Gambian students who were twice denied visas to move to the USA for a robotics contest are celebrating later on permission was granted.
The squad volition directly larn to Washington DC as well as present off their invention.
The reasons for the initial rejections are unclear.
Gambia is a Muslim bulk province only it is non on the US's six-country move ban, which was introduced past times President Donald Trump.
One of the participants, Fatoumata Ceesay, 17, told BBC Newsday, the squad was pleased to hold upwards able to travel.
"We are excited as well as happy, only too disheartened, because nosotros are non going alongside our mentor because he is a authorities official," she said.
Mucktarr Darboe is a managing director at the ministry building of higher education, as well as the USA has a ban on granting visas to employees of the Gambian authorities later on a deportation row end year.
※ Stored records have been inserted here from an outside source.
use anyhow::{Context, Result, bail};
use docbot_core::MessageHandler;
use docbot_core::channel::TelegramChannel;
use docbot_core::run_message_loop;
use std::sync::Arc;
use std::time::Duration;
use tokio::sync::broadcast;
use tracing::{info, warn};

use super::open_assistant;
use crate::config::CliConfig;

/// Connect to Telegram and answer messages until Ctrl-C.
pub async fn run(config: &CliConfig) -> Result<()> {
    if config.telegram.bot_token.trim().is_empty() {
        bail!("Telegram bot token not configured (set TG_BOT_TOKEN or [telegram].bot_token)");
    }
    if config.openai.api_key.is_none() {
        warn!("OPENAI_API_KEY not configured: the bot starts but cannot answer questions");
    }

    let channel = TelegramChannel::new(config.telegram.clone())
        .with_poll_interval(Duration::from_secs(config.core.bot.poll_interval_secs));
    let me = channel
        .test_connection()
        .await
        .context("Failed to reach the Telegram Bot API")?;
    info!(username = ?me.username, "Connected to Telegram");

    let assistant = Arc::new(open_assistant(config).await?);
    info!(
        docs_dir = %config.core.paths.docs_dir.display(),
        "Bot started, send /start in the group for the command guide"
    );

    let channel = Arc::new(channel);
    let handler = Arc::new(MessageHandler::new(assistant, channel.clone()));

    let (shutdown_tx, shutdown_rx) = broadcast::channel(1);
    tokio::spawn(async move {
        if tokio::signal::ctrl_c().await.is_ok() {
            info!("Interrupt received, shutting down");
            let _ = shutdown_tx.send(());
        }
    });

    run_message_loop(channel.clone(), handler, shutdown_rx).await?;
    channel.stop_polling();
    Ok(())
}
impl HistoryLog {
    /// Create a log with the default caps (100 MiB hard, 50 MiB soft)
    pub fn new(path: impl Into<PathBuf>) -> Self {
        let defaults = crate::config::BotSettings::default();
        Self {
            path: path.into(),
            hard_cap: defaults.history_hard_cap,
            soft_cap: defaults.history_soft_cap,
        }
    }

    pub fn from_config(config: &BotConfig) -> Self {
        Self::new(&config.paths.history_file)
            .with_caps(config.bot.history_hard_cap, config.bot.history_soft_cap)
    }

    /// Set the rotation thresholds in bytes
    pub fn with_caps(mut self, hard_cap: u64, soft_cap: u64) -> Self {
        self.hard_cap = hard_cap;
        self.soft_cap = soft_cap;
        self
    }

    pub fn path(&self) -> &Path {
        &self.path
    }

    /// Create the file with its header if missing. Returns `true` if created.
    pub fn ensure_exists(&self) -> Result<bool> {
        if self.path.exists() {
            return Ok(false);
        }
        self.reset()?;
        info!(path = %self.path.display(), "Created history file");
        Ok(true)
    }

    /// Replace the whole transcript with just the header.
    pub fn reset(&self) -> Result<()> {
        write_atomic(&self.path, HISTORY_HEADER.as_bytes())
    }

    /// Append one exchange, rotating first if the file is over the hard cap.
    pub fn append(&self, user: &str, assistant: &str) -> Result<()> {
        self.rotate_if_needed()?;

        if let Some(parent) = self.path.parent()
            && !parent.as_os_str().is_empty()
        {
            fs::create_dir_all(parent).map_err(|e| BotError::io("create directory", parent, e))?;
        }

        let mut record = format_record(user, assistant);
        let mut file = OpenOptions::new()
            .create(true)
            .read(true)
            .append(true)
            .open(&self.path)
            .map_err(|e| BotError::io("open", &self.path, e))?;
        if missing_separator(&mut file).map_err(|e| BotError::io("read", &self.path, e))? {
            // A record cut by a crash must not run into the new one.
            warn!(path = %self.path.display(), "History file ends inside a record, closing it");
            record.insert(0, '\n');
        }
        file.write_all(record.as_bytes())
            .map_err(|e| BotError::io("append", &self.path, e))?;

        debug!(path = %self.path.display(), bytes = record.len(), "Appended history record");
        Ok(())
    }

    /// Cut the file down to its trailing window when it exceeds the hard cap.
    /// Returns `true` if a rotation happened.
    pub fn rotate_if_needed(&self) -> Result<bool> {
        let size = match fs::metadata(&self.path) {
            Ok(metadata) => metadata.len(),
            Err(e) if e.kind() == ErrorKind::NotFound => return Ok(false),
            Err(e) => return Err(BotError::io("stat", &self.path, e)),
        };
        if size <= self.hard_cap {
            return Ok(false);
        }

        let window = self.soft_cap.saturating_sub(ROTATION_MARKER.len() as u64);
        let tail = self.read_tail(size, window)?;

        let mut rotated = String::with_capacity(ROTATION_MARKER.len() + tail.len());
        rotated.push_str(ROTATION_MARKER);
        rotated.push_str(&tail);
        write_atomic(&self.path, rotated.as_bytes())?;

        info!(
            path = %self.path.display(),
            previous_size = size,
            new_size = rotated.len(),
            "Rotated history file"
        );
        Ok(true)
    }

    /// Read at most `window` trailing bytes, starting on a whole line.
    fn read_tail(&self, size: u64, window: u64) -> Result<String> {
        let mut file = fs::File::open(&self.path).map_err(|e| BotError::io("open", &self.path, e))?;

        // One extra byte tells whether the window begins right after a newline.
        let span = (window + 1).min(size);
        file.seek(SeekFrom::End(-(span as i64)))
            .map_err(|e| BotError::io("seek", &self.path, e))?;
        let mut buf = Vec::with_capacity(span as usize);
        file.read_to_end(&mut buf)
            .map_err(|e| BotError::io("read", &self.path, e))?;

        let starts_at_file_begin = span == size && window >= size;
        Ok(decode_tail(&buf, starts_at_file_begin))
    }

    /// Parse the transcript into turns, oldest first.
    ///
    /// Only complete user/assistant pairs are returned; stray or truncated
    /// lines are skipped.
    pub fn read_turns(&self) -> Result<Vec<Turn>> {
        let bytes = match fs::read(&self.path) {
            Ok(bytes) => bytes,
            Err(e) if e.kind() == ErrorKind::NotFound => return Ok(Vec::new()),
            Err(e) => return Err(BotError::io("read", &self.path, e)),
        };
        let text = match String::from_utf8(bytes) {
            Ok(text) => text,
            Err(e) => {
                warn!(path = %self.path.display(), "History file has invalid UTF-8, decoding lossily");
                String::from_utf8_lossy(e.as_bytes()).into_owned()
            }
        };
        Ok(parse_records(&text))
    }
}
Earlier this week, an all-girl squad of roboticists from Transitional Islamic State of Afghanistan were denied USA visas to move to the same competition.
The Gambian robot has been devised to construct clean contaminated rivers.
It was designed for the First Global competition, which has seen teams from 164 countries compete inwards a serial of robotic games.
The culminating three-day USA final result starts on sixteen July.
The non-profit scheme aims to promote Stem subjects (science, technology, applied scientific discipline as well as maths).
"I promise to come upwards dorsum alongside cognition as well as inspiration to hand immature Gambians, specially the girls," said Ms Ceesay.
She said many people her historic menstruum aspired to careers inwards medicine as well as "engineering is lagging behind". She hopes success stories similar that of her squad volition highlight Gambia's potential to innovate.
Neither Transitional Islamic State of Afghanistan nor The Gambia is business office of the US's so-called move ban, which affects people from Syria, Sudan, Iran, Somalia, Great Socialist People's Libyan Arab Jamahiriya as well as Yemen.